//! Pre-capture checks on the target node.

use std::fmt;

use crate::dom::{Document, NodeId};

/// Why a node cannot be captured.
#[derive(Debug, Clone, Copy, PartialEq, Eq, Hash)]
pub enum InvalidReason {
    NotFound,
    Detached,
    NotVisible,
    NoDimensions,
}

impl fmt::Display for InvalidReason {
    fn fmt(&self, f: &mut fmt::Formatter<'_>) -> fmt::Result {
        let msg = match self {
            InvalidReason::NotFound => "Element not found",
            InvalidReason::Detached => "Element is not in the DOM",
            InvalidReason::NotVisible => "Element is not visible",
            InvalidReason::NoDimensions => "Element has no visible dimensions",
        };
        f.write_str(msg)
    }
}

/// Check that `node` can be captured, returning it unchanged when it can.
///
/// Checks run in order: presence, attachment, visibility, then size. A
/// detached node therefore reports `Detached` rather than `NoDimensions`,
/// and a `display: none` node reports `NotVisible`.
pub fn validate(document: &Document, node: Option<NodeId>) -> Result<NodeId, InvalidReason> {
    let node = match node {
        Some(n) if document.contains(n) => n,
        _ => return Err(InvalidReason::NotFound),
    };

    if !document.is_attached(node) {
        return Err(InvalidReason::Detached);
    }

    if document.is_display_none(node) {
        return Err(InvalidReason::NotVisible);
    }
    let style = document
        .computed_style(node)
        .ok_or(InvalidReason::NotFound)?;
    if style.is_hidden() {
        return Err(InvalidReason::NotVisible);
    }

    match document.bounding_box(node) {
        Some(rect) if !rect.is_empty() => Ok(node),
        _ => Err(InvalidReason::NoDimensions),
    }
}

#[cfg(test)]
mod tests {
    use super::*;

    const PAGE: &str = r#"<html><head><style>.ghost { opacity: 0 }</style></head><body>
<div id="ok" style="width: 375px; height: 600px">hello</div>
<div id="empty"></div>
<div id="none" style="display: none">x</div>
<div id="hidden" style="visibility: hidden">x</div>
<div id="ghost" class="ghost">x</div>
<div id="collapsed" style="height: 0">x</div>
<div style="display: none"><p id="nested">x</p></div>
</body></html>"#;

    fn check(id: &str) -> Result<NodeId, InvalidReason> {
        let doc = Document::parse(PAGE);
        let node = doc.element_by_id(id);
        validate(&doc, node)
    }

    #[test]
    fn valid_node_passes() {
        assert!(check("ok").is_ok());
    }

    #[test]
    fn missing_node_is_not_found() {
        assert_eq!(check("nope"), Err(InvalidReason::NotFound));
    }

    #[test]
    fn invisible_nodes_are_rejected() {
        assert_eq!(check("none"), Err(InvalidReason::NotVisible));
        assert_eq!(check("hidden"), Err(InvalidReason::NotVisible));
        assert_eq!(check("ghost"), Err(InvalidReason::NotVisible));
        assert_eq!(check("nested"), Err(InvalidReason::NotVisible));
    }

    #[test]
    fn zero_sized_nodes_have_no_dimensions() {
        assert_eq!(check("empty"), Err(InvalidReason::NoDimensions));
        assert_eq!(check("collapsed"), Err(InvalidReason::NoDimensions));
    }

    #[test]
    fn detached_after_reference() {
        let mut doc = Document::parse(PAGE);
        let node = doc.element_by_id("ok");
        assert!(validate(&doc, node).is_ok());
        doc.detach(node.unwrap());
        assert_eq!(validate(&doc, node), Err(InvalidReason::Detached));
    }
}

※ ※ ※

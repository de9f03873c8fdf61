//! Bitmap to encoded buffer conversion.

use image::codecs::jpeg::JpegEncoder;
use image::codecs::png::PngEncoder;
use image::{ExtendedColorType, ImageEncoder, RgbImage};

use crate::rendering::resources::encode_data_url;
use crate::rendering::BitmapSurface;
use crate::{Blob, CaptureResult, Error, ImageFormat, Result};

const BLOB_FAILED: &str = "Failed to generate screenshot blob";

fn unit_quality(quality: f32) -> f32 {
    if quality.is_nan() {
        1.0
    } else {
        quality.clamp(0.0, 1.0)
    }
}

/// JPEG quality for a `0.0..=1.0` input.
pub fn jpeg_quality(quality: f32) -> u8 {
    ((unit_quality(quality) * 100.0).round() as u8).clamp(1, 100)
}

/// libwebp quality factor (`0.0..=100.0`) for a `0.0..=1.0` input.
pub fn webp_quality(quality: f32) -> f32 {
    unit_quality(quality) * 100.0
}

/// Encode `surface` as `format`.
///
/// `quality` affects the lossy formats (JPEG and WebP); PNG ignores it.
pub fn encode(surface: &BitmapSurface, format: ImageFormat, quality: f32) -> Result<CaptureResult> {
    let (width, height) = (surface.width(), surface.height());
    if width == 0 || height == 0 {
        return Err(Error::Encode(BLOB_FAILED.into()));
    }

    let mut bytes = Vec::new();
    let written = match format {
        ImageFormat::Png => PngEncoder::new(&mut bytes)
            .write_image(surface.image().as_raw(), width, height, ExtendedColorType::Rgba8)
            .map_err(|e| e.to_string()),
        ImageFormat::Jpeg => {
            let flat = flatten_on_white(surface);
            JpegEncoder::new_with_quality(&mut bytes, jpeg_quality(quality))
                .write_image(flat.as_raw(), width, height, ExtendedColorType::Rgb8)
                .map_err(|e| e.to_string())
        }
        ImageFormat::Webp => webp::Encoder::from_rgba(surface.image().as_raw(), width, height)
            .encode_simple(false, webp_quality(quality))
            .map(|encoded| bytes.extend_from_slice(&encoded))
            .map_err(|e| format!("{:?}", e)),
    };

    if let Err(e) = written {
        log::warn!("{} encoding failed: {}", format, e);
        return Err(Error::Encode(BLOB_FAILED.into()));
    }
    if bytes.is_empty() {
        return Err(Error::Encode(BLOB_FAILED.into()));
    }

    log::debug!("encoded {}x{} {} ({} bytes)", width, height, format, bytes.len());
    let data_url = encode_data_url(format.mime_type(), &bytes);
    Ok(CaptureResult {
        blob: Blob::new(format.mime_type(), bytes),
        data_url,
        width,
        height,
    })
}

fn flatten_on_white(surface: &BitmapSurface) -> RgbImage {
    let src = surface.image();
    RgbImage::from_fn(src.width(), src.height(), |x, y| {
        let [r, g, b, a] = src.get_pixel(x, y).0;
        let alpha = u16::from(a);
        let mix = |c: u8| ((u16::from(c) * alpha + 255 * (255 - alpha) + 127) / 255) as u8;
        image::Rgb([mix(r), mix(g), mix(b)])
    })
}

※ ※ ※

### Try it
For the string "NodeId", show each line of the listing where it appears.

### Answer to the exercise
use crate::dom::{Document, NodeId};
pub fn validate(document: &Document, node: Option<NodeId>) -> Result<NodeId, InvalidReason> {
    fn check(id: &str) -> Result<NodeId, InvalidReason> {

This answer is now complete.